А уж как полезно для лектора-богослова выносить свои тезисы на суд университетской аудитории! Тут уж точно нельзя действовать по принципу "из нашего теста лапша для всяких ушей хороша". Как стыдно бывает сидеть на церковно-научных конференциях, когда командированный из епархии батюшка косноязычно и голословно что-то пробует "проповедовать" смиренно сидящим в зале и тяжко вздыхающим университетским профессорам...

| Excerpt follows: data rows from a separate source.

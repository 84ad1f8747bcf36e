// * Configuration: compile-time defaults and the TOML-backed runtime settings

pub mod constants;
pub mod settings;

pub use settings::{
    load_config, CacheConfig, ConfigError, EngineConfig, GenerationConfig, MaxTokensConfig,
    PagecraftConfig, ProviderConfig, ProviderPreference, TemperatureTable,
};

В светском вузе к лектору-богослову относятся заведомо критически, в зале сидят студенты с разных факультетов, а значит, каждый на свой зубок будет пробовать каждое его слово. И это хорошая проверка. Кстати, курсы богословия, которые читались в дореволюционных университетах (я имею в виду прежде всего Б. Мелиоранского в Петербургском университете и П. Светлова в Киевском), поразительно интересны и сильно отличаются от аналогичных академических курсов.
Мне бы хотелось, чтобы в этом отношении наши университеты стали похожи на университеты Европы. Мне хотелось бы, чтобы исчез ненужный налет "сенсационности" с богословских лекций. В конце концов, лектор-богослов, показывая на христианскую почву, на которой выросла европейская культура, просто говорит: "Эта земля была нашей, пока мы не увязли в войне… Пора вернуть эту землю себе", пора перестать быть иностранцами в своей собственной стране.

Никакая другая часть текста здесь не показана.